Ce jour est présentée devant l’Assemblée nationale la proposition de loi Fauvergue-Thourot, dite « Sécurité globale », qui vise notamment à renforcer les pouvoirs de surveillance de police dans ce contexte tout particulier.
Pourtant, cette proposition de loi inquiète, et pour cause : élargissement de la surveillance par drone, assouplissement de l’usage des images des caméras mobiles des agents… Plusieurs libertés fondamentales de notre République sont ici en jeu. L’article 24 alerte particulièrement les associations de défense des droits de l’Homme et syndicats de journalistes : il prévoit la pénalisation de la diffusion « dans le but de leur nuire » d’images d’agents de police dans l’exercice de leurs fonctions. Des images d’usage illégal de la force ont malheureusement fait la une de la presse ces deux dernières années. Nous ne croyons pas qu’empêcher la diffusion de ces images restaurera la confiance de nos concitoyens, pire, cela pourrait renforcer un sentiment de défiance à leur égard.

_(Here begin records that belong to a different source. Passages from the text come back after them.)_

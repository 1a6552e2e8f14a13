use std::io::Read;
use std::sync::atomic::{AtomicBool, AtomicU64, Ordering};
use std::sync::Arc;

use bytes::Bytes;
use tracing::{debug, info, warn};
use vault_archive::{ContractScanner, ManifestScanner};
use vault_cache::{Attachment, AttachmentCache, AttachmentCacheStats, CacheStats};
use vault_crypto::{AttachmentHasher, IntegrityFault};
use vault_store::{AttachmentQuery, AttachmentSort, AttachmentStorage};
use vault_types::{uploader, AttachmentId, UploaderClass, Version};

use crate::config::VaultConfig;
use crate::error::{AttachmentError, AttachmentResult};
use crate::grant::PeerFetchGrant;
use crate::import::{ImportPipeline, OnDuplicate};
use crate::index::VersionIndex;
use crate::whitelist::{ContractWhitelist, StaticWhitelist};

static NEXT_SERVICE: AtomicU64 = AtomicU64::new(1);

/// Counters of every cache owned by the service.
#[derive(Clone, Copy, Debug, Default, PartialEq, Eq)]
pub struct ServiceCacheStats {
    pub attachments: AttachmentCacheStats,
    pub versions: CacheStats,
}

/// Content-addressed attachment store.
///
/// Entry point for importing, opening and querying attachments. All methods
/// take `&self` and may be called from many threads at once.
pub struct AttachmentService {
    config: VaultConfig,
    storage: Arc<dyn AttachmentStorage>,
    cache: Arc<AttachmentCache>,
    index: Arc<VersionIndex>,
    pipeline: ImportPipeline,
    instance: u64,
    grant_issued: AtomicBool,
}

impl AttachmentService {
    /// Create a service over `storage` that reads contract metadata from
    /// archive manifests and has an empty whitelist.
    pub fn new(storage: Arc<dyn AttachmentStorage>, config: VaultConfig) -> Self {
        let cache = Arc::new(AttachmentCache::new(
            Arc::clone(&storage),
            config.cache_limits(),
            config.verify_on_load,
        ));
        let index = Arc::new(VersionIndex::new(
            Arc::clone(&storage),
            config.version_cache_max_entries,
            config.dev_mode,
        ));
        let pipeline = ImportPipeline::new(
            Arc::clone(&storage),
            Arc::clone(&cache),
            Arc::clone(&index),
            Box::new(ManifestScanner),
            Arc::new(StaticWhitelist::new()),
            AttachmentHasher::new(config.digest),
            config.signer_policy,
            config.dev_mode,
        );
        match storage.count() {
            Ok(count) => info!(attachments = count, dev_mode = config.dev_mode, "attachment service started"),
            Err(e) => warn!(error = %e, "attachment service started; could not count attachments"),
        }
        Self {
            config,
            storage,
            cache,
            index,
            pipeline,
            instance: NEXT_SERVICE.fetch_add(1, Ordering::Relaxed),
            grant_issued: AtomicBool::new(false),
        }
    }

    /// Use `whitelist` for default version inference.
    pub fn with_whitelist(mut self, whitelist: Arc<dyn ContractWhitelist>) -> Self {
        self.pipeline.whitelist = whitelist;
        self
    }

    /// Use `scanner` to read contract metadata from archives.
    pub fn with_scanner(mut self, scanner: Box<dyn ContractScanner>) -> Self {
        self.pipeline.scanner = scanner;
        self
    }

    pub fn config(&self) -> &VaultConfig {
        &self.config
    }

    /// Import an attachment on behalf of an external caller.
    ///
    /// Fails with [`AttachmentError::RejectedUploaderToken`] if `uploader` is
    /// reserved or claims peer provenance, and with
    /// [`AttachmentError::DuplicateAttachment`] if the content is already
    /// stored and cannot be re-attributed to `uploader`.
    pub fn import_attachment(
        &self,
        content: impl Into<Bytes>,
        uploader: &str,
        filename: Option<&str>,
    ) -> AttachmentResult<AttachmentId> {
        if UploaderClass::of(uploader).is_reserved() {
            return Err(AttachmentError::RejectedUploaderToken {
                uploader: uploader.to_string(),
            });
        }
        self.pipeline
            .import(content.into(), uploader, filename, OnDuplicate::Fail)
    }

    /// Import an attachment received from `peer`, attributed as `p2p:<peer>`.
    pub fn import_peer_attachment(
        &self,
        grant: &PeerFetchGrant,
        peer: &str,
        content: impl Into<Bytes>,
        filename: Option<&str>,
    ) -> AttachmentResult<AttachmentId> {
        let attributed = uploader::peer_uploader(peer);
        if grant.service != self.instance || peer.is_empty() {
            return Err(AttachmentError::RejectedUploaderToken {
                uploader: attributed,
            });
        }
        self.pipeline
            .import(content.into(), &attributed, filename, OnDuplicate::Fail)
    }

    /// Import without the reserved uploader check. For node-internal callers.
    pub fn privileged_import_attachment(
        &self,
        content: impl Into<Bytes>,
        uploader: &str,
        filename: Option<&str>,
    ) -> AttachmentResult<AttachmentId> {
        self.pipeline
            .import(content.into(), uploader, filename, OnDuplicate::Fail)
    }

    /// Like [`privileged_import_attachment`](Self::privileged_import_attachment),
    /// but returns the existing id instead of failing on a duplicate.
    pub fn privileged_import_or_get_attachment(
        &self,
        content: impl Into<Bytes>,
        uploader: &str,
        filename: Option<&str>,
    ) -> AttachmentResult<AttachmentId> {
        self.pipeline
            .import(content.into(), uploader, filename, OnDuplicate::ReturnExisting)
    }

    /// Import attributed to the `unknown` uploader.
    pub fn import_attachment_unattributed(&self, content: impl Into<Bytes>) -> AttachmentResult<AttachmentId> {
        self.pipeline
            .import(content.into(), uploader::UNKNOWN_UPLOADER, None, OnDuplicate::Fail)
    }

    /// Import attributed to the `unknown` uploader, returning the existing id
    /// if the content is already stored.
    pub fn import_or_get_attachment(&self, content: impl Into<Bytes>) -> AttachmentResult<AttachmentId> {
        self.pipeline.import(
            content.into(),
            uploader::UNKNOWN_UPLOADER,
            None,
            OnDuplicate::ReturnExisting,
        )
    }

    /// Hand out the peer fetch capability. Only the first call gets it.
    pub fn take_peer_fetch_grant(&self) -> Option<PeerFetchGrant> {
        if self.grant_issued.swap(true, Ordering::SeqCst) {
            None
        } else {
            Some(PeerFetchGrant::new(self.instance))
        }
    }

    pub fn open_attachment(&self, id: &AttachmentId) -> AttachmentResult<Option<Attachment>> {
        Ok(self.cache.open(id)?)
    }

    /// Full content of `id`, checked against the id when verification is on.
    pub fn read_attachment(&self, id: &AttachmentId) -> AttachmentResult<Option<Vec<u8>>> {
        let Some(attachment) = self.open_attachment(id)? else {
            return Ok(None);
        };
        let mut reader = attachment.open()?;
        let mut content = Vec::with_capacity(attachment.size());
        if let Err(e) = reader.read_to_end(&mut content) {
            return Err(match IntegrityFault::from_io_error(&e) {
                Some(fault) => fault.clone().into(),
                None => e.into(),
            });
        }
        reader.close()?;
        Ok(Some(content))
    }

    pub fn has_attachment(&self, id: &AttachmentId) -> AttachmentResult<bool> {
        Ok(self.storage.exists(id)?)
    }

    pub fn query_attachments(
        &self,
        query: &AttachmentQuery,
        sort: &AttachmentSort,
    ) -> AttachmentResult<Vec<AttachmentId>> {
        debug!(?query, ?sort, "querying attachments");
        let rows = self.storage.query(query, sort)?;
        Ok(rows.into_iter().map(|row| row.id).collect())
    }

    /// Newest trusted signed and unsigned attachments for `contract` at or
    /// above `min_version`, signed first.
    pub fn get_latest_contract_attachments(
        &self,
        contract: &str,
        min_version: Version,
    ) -> AttachmentResult<Vec<AttachmentId>> {
        Ok(self.index.latest_for(contract, min_version)?)
    }

    pub fn attachment_count(&self) -> AttachmentResult<u64> {
        Ok(self.storage.count()?)
    }

    pub fn cache_stats(&self) -> ServiceCacheStats {
        ServiceCacheStats {
            attachments: self.cache.stats(),
            versions: self.index.stats(),
        }
    }
}

impl std::fmt::Debug for AttachmentService {
    fn fmt(&self, f: &mut std::fmt::Formatter<'_>) -> std::fmt::Result {
        f.debug_struct("AttachmentService")
            .field("config", &self.config)
            .field("cache", &self.cache)
            .field("index", &self.index)
            .finish()
    }
}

Cette inquiétude dépasse de loin les seuls cercles des oppositions politiques nationales, cela alerte de nombreuses ONG comme Amnesty International, jusqu’à l’Organisation des Nations Unies qui, par leur Haut-Commissaire aux Droits de l’Homme, ont fait part de « sérieuses préoccupations » quant à ce texte.
En cette journée de mobilisation nationale, les élues RCES réaffirment leur attachement à la liberté d’information au même titre que toutes les autres libertés fondamentales, qu’elles n’ont eu cesse de défendre au cours de leur mandat.